Но какой же тяжкой оказалась эта неделя! И я, наверняка и Махмуд невольно «примеряли» болезнь на себя: как станет крутить, в случае чего, нас? Хватит выдержки, элементарных сил перенести простуду? Какими осложнениями она потом аукнется?

Перед ужином загибаю ручки ложек: выгнутую протягиваю Борису, вогнутую оставляю себе, волнообразная достается водителю.

– Это твоя чашка, – отделяю одну пиалушку для больного.

До сегодняшнего дня внимания на личные вещи особо не обращали, да в темноте не очень-то и разберешься с этим, но сегодня… Нам болеть нельзя.

– Гигиена, – зачем-то оправдываюсь.

Только бы Борис ничего не подумал лишнего. С Махмудом легче – тому приказал в юморной форме, и проблем нет. Борис намного тоньше, чувствует глубже, воспринимает острее. Неужели болезнь будет камнем преткновения и вот так незаметно станет делить нас, раздвигать по углам? Нежелательно. Да не то что нежелательно – недопустимо подобное.

– Все правильно, – неожиданно сразу поддерживает мое решение Борис и сам отодвигает свою посуду подальше от нашей. – Я посплю пока.

Не спит. То мелко трясется от озноба, то постанывает. Встаю, разминаюсь. Умоляю и заклинаю: «Не болеть, не болеть, не болеть»…

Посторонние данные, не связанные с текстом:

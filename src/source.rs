//! Text acquisition for the lexer.
//!
//! The lexer never touches files. It pulls characters through a
//! [`SourceReader`], which also names the unit for diagnostics.

/// A cursor over the characters of one source unit.
pub trait SourceReader {
    /// Human-readable name of the unit (usually a file path).
    fn description(&self) -> &str;

    /// The character under the cursor, or `'\0'` at end of input.
    fn current(&self) -> char;

    /// Move past the current character. Does nothing at end of input.
    fn advance(&mut self);
}

/// In-memory [`SourceReader`] over a string.
#[derive(Debug, Clone)]
pub struct StringReader {
    description: String,
    chars: Vec<char>,
    pos: usize,
}

impl StringReader {
    /// Create a reader over `text`. A leading byte-order mark is skipped.
    #[must_use]
    pub fn new(description: &str, text: &str) -> Self {
        let text = text.strip_prefix('\u{FEFF}').unwrap_or(text);
        Self {
            description: description.to_string(),
            chars: text.chars().collect(),
            pos: 0,
        }
    }
}

impl SourceReader for StringReader {
    fn description(&self) -> &str {
        &self.description
    }

    fn current(&self) -> char {
        self.chars.get(self.pos).copied().unwrap_or('\0')
    }

    fn advance(&mut self) {
        if self.pos < self.chars.len() {
            self.pos += 1;
        }
    }
}
//! Build a Magpie program in code and print it as source.

use magpie_syntax::{Expr, Field, MatchCase, Pattern};

fn main() {
    let counter = Expr::class(
        None,
        "Counts things.",
        "Counter",
        Vec::new(),
        vec![
            Field::new("count", true)
                .type_expr(Expr::name(None, "Int"))
                .initializer(Expr::int(None, 0)),
        ],
    );

    let bump = Expr::method(
        None,
        "",
        "bump",
        Some(Pattern::typed("c", Expr::name(None, "Counter"))),
        Some(Expr::assign(
            None,
            "count",
            Expr::binary_call(Expr::name(None, "count"), "+", Expr::int(None, 1)),
        )),
    );

    let classify = Expr::match_(
        None,
        Expr::name(None, "n"),
        vec![
            MatchCase::new(
                Some(Pattern::value(Expr::int(None, 0))),
                Expr::string(None, "none"),
            ),
            MatchCase::catch_all(Expr::string(None, "some")),
        ],
    );

    let program = Expr::sequence(vec![counter, bump, classify]);
    print!("{}", magpie_syntax::format(&program));
}
//! Expression tree produced by the parser.
//!
//! Every construct of the language is one [`ExprKind`] variant. Nodes
//! are built only through the named constructors in the builder module,
//! so sugar such as `if` or infix calls is resolved once, when the node
//! is made.

use crate::pattern::{MatchCase, Pattern};
use crate::span::Span;

/// An expression node: a kind, its source span, and documentation.
///
/// Equality compares kind and doc only. Spans are metadata, so a parsed
/// tree equals the same tree built by hand.
#[derive(Debug, Clone)]
pub struct Expr {
    pub(crate) kind: ExprKind,
    pub(crate) span: Option<Span>,
    pub(crate) doc: String,
}

impl PartialEq for Expr {
    fn eq(&self, other: &Self) -> bool {
        self.kind == other.kind && self.doc == other.doc
    }
}

impl Eq for Expr {}

/// The closed set of expression variants.
#[derive(Debug, Clone, PartialEq, Eq)]
pub enum ExprKind {
    /// `[a, b, c]`
    Array(Vec<Expr>),
    /// `name = value`
    Assign { name: String, value: Box<Expr> },
    Bool(bool),
    Break,
    /// `name(argument)`. Infix and prefix operator uses are calls whose
    /// argument is a two-field record.
    Call { name: String, argument: Box<Expr> },
    /// `defclass Name is Parent ... end`
    Class {
        name: String,
        parents: Vec<String>,
        fields: Vec<Field>,
    },
    /// `fn(pattern) body end`
    Fn {
        pattern: Option<Pattern>,
        body: Box<Expr>,
    },
    /// `import scheme: module as prefix only with ... end`
    Import {
        scheme: String,
        module: String,
        prefix: String,
        only: bool,
        declarations: Vec<ImportDeclaration>,
    },
    Int(i64),
    Loop(Box<Expr>),
    Match {
        value: Box<Expr>,
        cases: Vec<MatchCase>,
    },
    /// `def name(pattern) body end`. A bare `def name` declares the
    /// method without a pattern or body.
    Method {
        name: String,
        pattern: Option<Pattern>,
        body: Option<Box<Expr>>,
    },
    Name(String),
    Nothing,
    Quote(Box<Expr>),
    /// Ordered, uniquely labelled fields.
    Record(Vec<(String, Expr)>),
    Return(Box<Expr>),
    /// `do body catch pattern then handler end`
    Scope {
        body: Box<Expr>,
        catches: Vec<MatchCase>,
    },
    /// Always two or more items.
    Sequence(Vec<Expr>),
    String(String),
    Throw(Box<Expr>),
    Unquote(Box<Expr>),
    /// `var pattern = value` (mutable) or `val pattern = value`.
    Var {
        is_mutable: bool,
        pattern: Pattern,
        value: Box<Expr>,
    },
}

/// Field declaration inside a `defclass`.
#[derive(Debug, Clone, PartialEq, Eq)]
pub struct Field {
    pub name: String,
    pub doc: String,
    pub is_mutable: bool,
    pub type_expr: Option<Expr>,
    pub initializer: Option<Expr>,
}

/// One name pulled in by an `import ... with` clause.
#[derive(Debug, Clone, PartialEq, Eq)]
pub struct ImportDeclaration {
    pub is_exported: bool,
    pub name: String,
    pub rename: Option<String>,
}

impl Expr {
    #[must_use]
    pub const fn kind(&self) -> &ExprKind {
        &self.kind
    }

    /// Source span, or `None` for machine-built nodes.
    #[must_use]
    pub const fn span(&self) -> Option<&Span> {
        self.span.as_ref()
    }

    /// Documentation attached by a `///` comment, or empty.
    #[must_use]
    pub fn doc(&self) -> &str {
        &self.doc
    }

    /// Take the node apart, keeping its kind.
    #[must_use]
    pub fn into_kind(self) -> ExprKind {
        self.kind
    }

    /// Direct sub-expressions, in source order.
    ///
    /// Includes expressions embedded in patterns, cases, and class
    /// fields.
    #[must_use]
    pub fn children(&self) -> Vec<&Self> {
        match &self.kind {
            ExprKind::Bool(_)
            | ExprKind::Break
            | ExprKind::Import { .. }
            | ExprKind::Int(_)
            | ExprKind::Name(_)
            | ExprKind::Nothing
            | ExprKind::String(_) => Vec::new(),

            ExprKind::Array(items) | ExprKind::Sequence(items) => items.iter().collect(),

            ExprKind::Assign { value, .. }
            | ExprKind::Call {
                argument: value, ..
            }
            | ExprKind::Loop(value)
            | ExprKind::Quote(value)
            | ExprKind::Return(value)
            | ExprKind::Throw(value)
            | ExprKind::Unquote(value) => vec![value.as_ref()],

            ExprKind::Class { fields, .. } => fields
                .iter()
                .flat_map(|f| f.type_expr.iter().chain(f.initializer.iter()))
                .collect(),

            ExprKind::Fn { pattern, body } => {
                let mut children = pattern.iter().flat_map(Pattern::expressions).collect::<Vec<_>>();
                children.push(body);
                children
            }

            ExprKind::Match { value, cases } => {
                let mut children = vec![value.as_ref()];
                push_cases(&mut children, cases);
                children
            }

            ExprKind::Method { pattern, body, .. } => {
                let mut children = pattern.iter().flat_map(Pattern::expressions).collect::<Vec<_>>();
                children.extend(body.as_deref());
                children
            }

            ExprKind::Record(fields) => fields.iter().map(|(_, value)| value).collect(),

            ExprKind::Scope { body, catches } => {
                let mut children = vec![body.as_ref()];
                push_cases(&mut children, catches);
                children
            }

            ExprKind::Var { pattern, value, .. } => {
                let mut children = pattern.expressions();
                children.push(value);
                children
            }
        }
    }

    /// Visit this node and every descendant in pre-order.
    pub fn walk<F>(&self, f: &mut F)
    where
        F: FnMut(&Self),
    {
        f(self);
        for child in self.children() {
            child.walk(f);
        }
    }

    /// Dispatch to the visitor method for this node's variant.
    pub fn accept<R, C, V>(&self, visitor: &mut V, context: C) -> R
    where
        V: ExprVisitor<R, C> + ?Sized,
    {
        match &self.kind {
            ExprKind::Array(elements) => visitor.visit_array(self, elements, context),
            ExprKind::Assign { name, value } => visitor.visit_assign(self, name, value, context),
            ExprKind::Bool(value) => visitor.visit_bool(self, *value, context),
            ExprKind::Break => visitor.visit_break(self, context),
            ExprKind::Call { name, argument } => visitor.visit_call(self, name, argument, context),
            ExprKind::Class {
                name,
                parents,
                fields,
            } => visitor.visit_class(self, name, parents, fields, context),
            ExprKind::Fn { pattern, body } => {
                visitor.visit_fn(self, pattern.as_ref(), body, context)
            }
            ExprKind::Import {
                scheme,
                module,
                prefix,
                only,
                declarations,
            } => visitor.visit_import(
                self,
                &ImportParts {
                    scheme,
                    module,
                    prefix,
                    only: *only,
                    declarations,
                },
                context,
            ),
            ExprKind::Int(value) => visitor.visit_int(self, *value, context),
            ExprKind::Loop(body) => visitor.visit_loop(self, body, context),
            ExprKind::Match { value, cases } => visitor.visit_match(self, value, cases, context),
            ExprKind::Method {
                name,
                pattern,
                body,
            } => visitor.visit_method(self, name, pattern.as_ref(), body.as_deref(), context),
            ExprKind::Name(name) => visitor.visit_name(self, name, context),
            ExprKind::Nothing => visitor.visit_nothing(self, context),
            ExprKind::Quote(body) => visitor.visit_quote(self, body, context),
            ExprKind::Record(fields) => visitor.visit_record(self, fields, context),
            ExprKind::Return(value) => visitor.visit_return(self, value, context),
            ExprKind::Scope { body, catches } => visitor.visit_scope(self, body, catches, context),
            ExprKind::Sequence(items) => visitor.visit_sequence(self, items, context),
            ExprKind::String(text) => visitor.visit_string(self, text, context),
            ExprKind::Throw(value) => visitor.visit_throw(self, value, context),
            ExprKind::Unquote(value) => visitor.visit_unquote(self, value, context),
            ExprKind::Var {
                is_mutable,
                pattern,
                value,
            } => visitor.visit_var(self, *is_mutable, pattern, value, context),
        }
    }
}

fn push_cases<'a>(children: &mut Vec<&'a Expr>, cases: &'a [MatchCase]) {
    for case in cases {
        if let Some(pattern) = &case.pattern {
            children.extend(pattern.expressions());
        }
        children.push(&case.body);
    }
}

/// Borrowed fields of an `Import` node, handed to [`ExprVisitor::visit_import`].
#[derive(Debug, Clone, Copy)]
pub struct ImportParts<'a> {
    pub scheme: &'a str,
    pub module: &'a str,
    pub prefix: &'a str,
    pub only: bool,
    pub declarations: &'a [ImportDeclaration],
}

/// Double-dispatch traversal over [`Expr`], returning `R` and threading
/// a caller-chosen context `C`.
///
/// Each method receives the node itself (for its span and doc) followed
/// by the variant's fields.
pub trait ExprVisitor<R, C> {
    fn visit_array(&mut self, expr: &Expr, elements: &[Expr], context: C) -> R;
    fn visit_assign(&mut self, expr: &Expr, name: &str, value: &Expr, context: C) -> R;
    fn visit_bool(&mut self, expr: &Expr, value: bool, context: C) -> R;
    fn visit_break(&mut self, expr: &Expr, context: C) -> R;
    fn visit_call(&mut self, expr: &Expr, name: &str, argument: &Expr, context: C) -> R;
    fn visit_class(
        &mut self,
        expr: &Expr,
        name: &str,
        parents: &[String],
        fields: &[Field],
        context: C,
    ) -> R;
    fn visit_fn(&mut self, expr: &Expr, pattern: Option<&Pattern>, body: &Expr, context: C) -> R;
    fn visit_import(&mut self, expr: &Expr, import: &ImportParts<'_>, context: C) -> R;
    fn visit_int(&mut self, expr: &Expr, value: i64, context: C) -> R;
    fn visit_loop(&mut self, expr: &Expr, body: &Expr, context: C) -> R;
    fn visit_match(&mut self, expr: &Expr, value: &Expr, cases: &[MatchCase], context: C) -> R;
    fn visit_method(
        &mut self,
        expr: &Expr,
        name: &str,
        pattern: Option<&Pattern>,
        body: Option<&Expr>,
        context: C,
    ) -> R;
    fn visit_name(&mut self, expr: &Expr, name: &str, context: C) -> R;
    fn visit_nothing(&mut self, expr: &Expr, context: C) -> R;
    fn visit_quote(&mut self, expr: &Expr, body: &Expr, context: C) -> R;
    fn visit_record(&mut self, expr: &Expr, fields: &[(String, Expr)], context: C) -> R;
    fn visit_return(&mut self, expr: &Expr, value: &Expr, context: C) -> R;
    fn visit_scope(&mut self, expr: &Expr, body: &Expr, catches: &[MatchCase], context: C) -> R;
    fn visit_sequence(&mut self, expr: &Expr, items: &[Expr], context: C) -> R;
    fn visit_string(&mut self, expr: &Expr, text: &str, context: C) -> R;
    fn visit_throw(&mut self, expr: &Expr, value: &Expr, context: C) -> R;
    fn visit_unquote(&mut self, expr: &Expr, value: &Expr, context: C) -> R;
    fn visit_var(
        &mut self,
        expr: &Expr,
        is_mutable: bool,
        pattern: &Pattern,
        value: &Expr,
        context: C,
    ) -> R;
}
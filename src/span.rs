//! Source location tracking.
//!
//! Tokens and AST nodes carry a `Span` naming the region of the source
//! unit they came from. Machine-built nodes have no span at all, so
//! every span that exists points at real text.

use std::fmt;
use std::sync::Arc;

/// Rendering used for nodes that have no source position.
pub const UNKNOWN_POSITION: &str = "(unknown position)";

/// A region of text in a named source unit.
///
/// Lines and columns are 1-based. The end column is exclusive: it is
/// the column just past the last character of the region.
#[derive(Debug, Clone, PartialEq, Eq, Hash)]
pub struct Span {
    source: Arc<str>,
    start_line: usize,
    start_col: usize,
    end_line: usize,
    end_col: usize,
}

impl Span {
    #[must_use]
    pub const fn new(
        source: Arc<str>,
        start_line: usize,
        start_col: usize,
        end_line: usize,
        end_col: usize,
    ) -> Self {
        Self {
            source,
            start_line,
            start_col,
            end_line,
            end_col,
        }
    }

    /// Name of the source unit this span points into.
    #[must_use]
    pub fn source(&self) -> &str {
        &self.source
    }

    #[must_use]
    pub const fn start_line(&self) -> usize {
        self.start_line
    }

    #[must_use]
    pub const fn start_col(&self) -> usize {
        self.start_col
    }

    #[must_use]
    pub const fn end_line(&self) -> usize {
        self.end_line
    }

    #[must_use]
    pub const fn end_col(&self) -> usize {
        self.end_col
    }

    /// Smallest span containing both `self` and `other`.
    ///
    /// Starts and ends are compared in document order, as
    /// `(line, column)` pairs. The source name is kept from `self`.
    #[must_use]
    pub fn union(&self, other: &Self) -> Self {
        let (start_line, start_col) =
            (self.start_line, self.start_col).min((other.start_line, other.start_col));
        let (end_line, end_col) =
            (self.end_line, self.end_col).max((other.end_line, other.end_col));

        Self {
            source: Arc::clone(&self.source),
            start_line,
            start_col,
            end_line,
            end_col,
        }
    }

    /// True if `other` lies entirely within `self`.
    #[must_use]
    pub fn contains(&self, other: &Self) -> bool {
        (self.start_line, self.start_col) <= (other.start_line, other.start_col)
            && (other.end_line, other.end_col) <= (self.end_line, self.end_col)
    }
}

impl fmt::Display for Span {
    fn fmt(&self, f: &mut fmt::Formatter<'_>) -> fmt::Result {
        if self.start_line == self.end_line {
            write!(
                f,
                "{} (line {}, col {}-{})",
                self.source, self.start_line, self.start_col, self.end_col
            )
        } else {
            write!(
                f,
                "{} (line {} col {} - line {} col {})",
                self.source, self.start_line, self.start_col, self.end_line, self.end_col
            )
        }
    }
}

/// Union of two optional spans, where an absent span is the identity.
#[must_use]
pub fn surrounding(first: Option<&Span>, last: Option<&Span>) -> Option<Span> {
    match (first, last) {
        (Some(a), Some(b)) => Some(a.union(b)),
        (Some(a), None) => Some(a.clone()),
        (None, Some(b)) => Some(b.clone()),
        (None, None) => None,
    }
}

/// Render an optional span, using [`UNKNOWN_POSITION`] when absent.
#[must_use]
pub fn describe(span: Option<&Span>) -> String {
    span.map_or_else(|| UNKNOWN_POSITION.to_string(), ToString::to_string)
}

Труднее оказалась болезнь Махмуда, свалившая его сразу после второй бани. И хотя нас вывели купаться днем, вода от этого теплее не стала. Борис после болезни уже осторожничал с водой, я учился на чужих ошибках, и мы с ним обмылись с берега. Водитель же запрыгнул в реку, да еще вдобавок вздумал стираться. Долго вертел, оглядывая, плавки, потом понюхал их, скорчил гримасу и забросил как можно дальше на противоположный берег.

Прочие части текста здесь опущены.